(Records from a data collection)
Content starts

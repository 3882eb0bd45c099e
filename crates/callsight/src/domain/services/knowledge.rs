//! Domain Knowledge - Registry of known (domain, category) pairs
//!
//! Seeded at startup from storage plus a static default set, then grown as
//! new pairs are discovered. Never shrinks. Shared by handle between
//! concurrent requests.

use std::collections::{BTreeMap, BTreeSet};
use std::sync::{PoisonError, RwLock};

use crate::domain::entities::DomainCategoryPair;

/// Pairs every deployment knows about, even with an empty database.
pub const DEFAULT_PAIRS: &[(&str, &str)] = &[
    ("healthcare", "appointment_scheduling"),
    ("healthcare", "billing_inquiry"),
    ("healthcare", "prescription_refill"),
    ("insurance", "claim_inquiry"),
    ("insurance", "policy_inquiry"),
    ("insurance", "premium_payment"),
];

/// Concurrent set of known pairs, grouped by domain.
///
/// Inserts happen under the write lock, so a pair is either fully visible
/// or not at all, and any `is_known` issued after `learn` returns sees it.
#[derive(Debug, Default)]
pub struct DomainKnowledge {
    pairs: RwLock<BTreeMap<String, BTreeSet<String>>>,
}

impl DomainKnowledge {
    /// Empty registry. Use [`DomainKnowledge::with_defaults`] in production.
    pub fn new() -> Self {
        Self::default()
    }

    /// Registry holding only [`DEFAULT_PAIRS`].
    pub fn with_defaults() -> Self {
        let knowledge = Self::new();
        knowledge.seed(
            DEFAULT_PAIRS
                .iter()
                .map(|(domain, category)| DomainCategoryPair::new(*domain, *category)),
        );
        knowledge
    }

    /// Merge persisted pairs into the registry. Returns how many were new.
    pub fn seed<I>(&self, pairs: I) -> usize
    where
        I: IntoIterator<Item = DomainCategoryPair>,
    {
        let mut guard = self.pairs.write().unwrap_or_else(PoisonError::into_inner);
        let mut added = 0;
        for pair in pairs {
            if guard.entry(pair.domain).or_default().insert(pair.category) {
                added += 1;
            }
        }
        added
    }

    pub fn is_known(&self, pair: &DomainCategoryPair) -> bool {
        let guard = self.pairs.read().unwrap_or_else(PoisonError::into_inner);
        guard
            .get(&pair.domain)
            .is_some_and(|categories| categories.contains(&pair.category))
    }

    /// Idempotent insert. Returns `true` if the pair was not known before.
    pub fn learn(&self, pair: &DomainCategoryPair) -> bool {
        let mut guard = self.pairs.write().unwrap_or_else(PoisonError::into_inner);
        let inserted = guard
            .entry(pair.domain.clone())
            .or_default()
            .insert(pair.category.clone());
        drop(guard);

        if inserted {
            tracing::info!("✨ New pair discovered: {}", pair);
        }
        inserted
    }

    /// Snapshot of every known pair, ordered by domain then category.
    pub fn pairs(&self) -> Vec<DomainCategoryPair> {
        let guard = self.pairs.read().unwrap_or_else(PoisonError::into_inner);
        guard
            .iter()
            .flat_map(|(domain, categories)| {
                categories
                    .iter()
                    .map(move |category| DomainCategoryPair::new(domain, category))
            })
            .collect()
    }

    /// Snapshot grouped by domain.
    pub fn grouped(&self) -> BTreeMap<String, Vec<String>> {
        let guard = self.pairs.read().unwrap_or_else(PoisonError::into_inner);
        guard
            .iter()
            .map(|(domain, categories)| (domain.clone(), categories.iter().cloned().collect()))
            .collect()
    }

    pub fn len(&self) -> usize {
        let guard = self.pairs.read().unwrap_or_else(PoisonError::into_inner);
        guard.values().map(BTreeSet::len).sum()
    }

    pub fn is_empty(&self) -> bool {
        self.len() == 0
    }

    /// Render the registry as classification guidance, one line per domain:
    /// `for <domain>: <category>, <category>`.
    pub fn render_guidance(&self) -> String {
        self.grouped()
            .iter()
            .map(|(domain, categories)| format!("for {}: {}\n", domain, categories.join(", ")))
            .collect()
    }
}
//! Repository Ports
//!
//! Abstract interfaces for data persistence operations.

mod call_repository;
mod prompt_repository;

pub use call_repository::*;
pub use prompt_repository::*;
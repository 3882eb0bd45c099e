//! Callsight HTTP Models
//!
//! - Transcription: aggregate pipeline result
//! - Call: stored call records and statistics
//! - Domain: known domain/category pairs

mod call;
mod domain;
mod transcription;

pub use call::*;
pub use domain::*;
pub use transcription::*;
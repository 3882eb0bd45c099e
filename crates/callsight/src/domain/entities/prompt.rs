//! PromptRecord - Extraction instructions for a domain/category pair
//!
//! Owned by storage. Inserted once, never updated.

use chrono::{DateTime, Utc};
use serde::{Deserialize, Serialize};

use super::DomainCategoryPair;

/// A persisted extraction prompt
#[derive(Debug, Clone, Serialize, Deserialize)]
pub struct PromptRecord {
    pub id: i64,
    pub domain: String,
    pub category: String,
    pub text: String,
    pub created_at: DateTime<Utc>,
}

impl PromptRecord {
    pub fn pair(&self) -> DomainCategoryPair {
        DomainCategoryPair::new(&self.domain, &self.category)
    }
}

Content ends
Content starts

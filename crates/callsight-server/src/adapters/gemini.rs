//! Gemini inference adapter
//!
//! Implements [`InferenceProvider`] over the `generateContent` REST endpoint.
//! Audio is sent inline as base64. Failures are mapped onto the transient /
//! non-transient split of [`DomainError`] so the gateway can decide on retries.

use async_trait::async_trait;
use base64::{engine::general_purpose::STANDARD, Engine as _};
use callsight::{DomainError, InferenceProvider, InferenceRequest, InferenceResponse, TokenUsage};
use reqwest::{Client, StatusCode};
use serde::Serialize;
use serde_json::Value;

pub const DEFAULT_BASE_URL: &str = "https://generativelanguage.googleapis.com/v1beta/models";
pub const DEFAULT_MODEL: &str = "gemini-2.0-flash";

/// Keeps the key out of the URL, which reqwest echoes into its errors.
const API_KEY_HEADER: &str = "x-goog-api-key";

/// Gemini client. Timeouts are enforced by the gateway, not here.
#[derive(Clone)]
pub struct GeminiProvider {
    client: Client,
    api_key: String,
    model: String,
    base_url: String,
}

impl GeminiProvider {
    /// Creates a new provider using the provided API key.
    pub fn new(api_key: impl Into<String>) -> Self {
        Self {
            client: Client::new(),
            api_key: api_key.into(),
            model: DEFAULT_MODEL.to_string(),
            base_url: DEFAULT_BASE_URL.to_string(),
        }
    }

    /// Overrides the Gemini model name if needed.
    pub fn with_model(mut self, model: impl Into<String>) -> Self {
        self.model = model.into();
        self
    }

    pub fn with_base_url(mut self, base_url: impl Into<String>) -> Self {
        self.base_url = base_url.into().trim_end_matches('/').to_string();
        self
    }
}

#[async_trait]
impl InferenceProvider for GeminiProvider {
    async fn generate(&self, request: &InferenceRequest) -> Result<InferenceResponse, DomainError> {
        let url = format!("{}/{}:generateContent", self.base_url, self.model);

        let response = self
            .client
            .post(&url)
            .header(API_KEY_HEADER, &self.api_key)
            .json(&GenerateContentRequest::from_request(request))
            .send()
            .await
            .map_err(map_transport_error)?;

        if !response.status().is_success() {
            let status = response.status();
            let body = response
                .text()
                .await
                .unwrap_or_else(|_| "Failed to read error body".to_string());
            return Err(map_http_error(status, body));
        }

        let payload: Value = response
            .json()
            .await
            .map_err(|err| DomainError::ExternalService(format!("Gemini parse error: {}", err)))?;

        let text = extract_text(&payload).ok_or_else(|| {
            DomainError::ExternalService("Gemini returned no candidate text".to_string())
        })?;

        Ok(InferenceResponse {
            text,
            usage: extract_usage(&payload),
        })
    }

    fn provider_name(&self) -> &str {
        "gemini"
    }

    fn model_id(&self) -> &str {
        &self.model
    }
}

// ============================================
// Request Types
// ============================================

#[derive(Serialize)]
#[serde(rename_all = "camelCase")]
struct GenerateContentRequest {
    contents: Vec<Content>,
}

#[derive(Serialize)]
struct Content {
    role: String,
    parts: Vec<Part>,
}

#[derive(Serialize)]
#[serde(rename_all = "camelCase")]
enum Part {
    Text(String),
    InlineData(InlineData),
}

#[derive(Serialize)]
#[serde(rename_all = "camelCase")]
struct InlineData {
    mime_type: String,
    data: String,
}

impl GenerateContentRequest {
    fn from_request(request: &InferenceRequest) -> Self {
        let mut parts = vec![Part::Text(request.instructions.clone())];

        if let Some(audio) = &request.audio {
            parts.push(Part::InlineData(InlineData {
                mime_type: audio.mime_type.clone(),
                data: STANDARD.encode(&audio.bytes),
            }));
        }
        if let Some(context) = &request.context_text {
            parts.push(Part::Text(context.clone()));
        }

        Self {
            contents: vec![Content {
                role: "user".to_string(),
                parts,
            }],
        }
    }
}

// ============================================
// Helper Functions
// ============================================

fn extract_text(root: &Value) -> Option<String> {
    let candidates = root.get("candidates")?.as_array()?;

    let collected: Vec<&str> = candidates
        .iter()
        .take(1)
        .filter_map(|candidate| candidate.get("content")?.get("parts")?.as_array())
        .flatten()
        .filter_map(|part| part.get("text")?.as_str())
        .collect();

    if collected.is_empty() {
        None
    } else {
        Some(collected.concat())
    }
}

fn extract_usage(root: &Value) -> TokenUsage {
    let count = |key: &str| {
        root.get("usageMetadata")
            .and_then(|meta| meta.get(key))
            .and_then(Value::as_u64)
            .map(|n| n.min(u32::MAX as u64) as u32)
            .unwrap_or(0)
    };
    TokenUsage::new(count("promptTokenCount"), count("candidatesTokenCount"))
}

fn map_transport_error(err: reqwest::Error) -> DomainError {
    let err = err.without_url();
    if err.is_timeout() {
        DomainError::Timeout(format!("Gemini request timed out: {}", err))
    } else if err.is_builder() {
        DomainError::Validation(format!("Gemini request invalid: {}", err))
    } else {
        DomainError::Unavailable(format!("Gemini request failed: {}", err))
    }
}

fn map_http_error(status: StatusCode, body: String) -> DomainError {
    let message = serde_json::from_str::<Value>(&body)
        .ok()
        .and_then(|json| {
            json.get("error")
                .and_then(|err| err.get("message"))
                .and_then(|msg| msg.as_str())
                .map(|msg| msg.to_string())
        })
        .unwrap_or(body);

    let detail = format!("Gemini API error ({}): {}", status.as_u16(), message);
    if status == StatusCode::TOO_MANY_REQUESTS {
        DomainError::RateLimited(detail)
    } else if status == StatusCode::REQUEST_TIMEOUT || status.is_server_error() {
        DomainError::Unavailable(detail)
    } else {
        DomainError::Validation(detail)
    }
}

Content ends

From the entries above, return each line with the word "DomainCategoryPair" in it.

use crate::domain::entities::DomainCategoryPair;
                .map(|(domain, category)| DomainCategoryPair::new(*domain, *category)),
        I: IntoIterator<Item = DomainCategoryPair>,
    pub fn is_known(&self, pair: &DomainCategoryPair) -> bool {
    pub fn learn(&self, pair: &DomainCategoryPair) -> bool {
    pub fn pairs(&self) -> Vec<DomainCategoryPair> {
                    .map(move |category| DomainCategoryPair::new(domain, category))
use super::DomainCategoryPair;
    pub fn pair(&self) -> DomainCategoryPair {
        DomainCategoryPair::new(&self.domain, &self.category)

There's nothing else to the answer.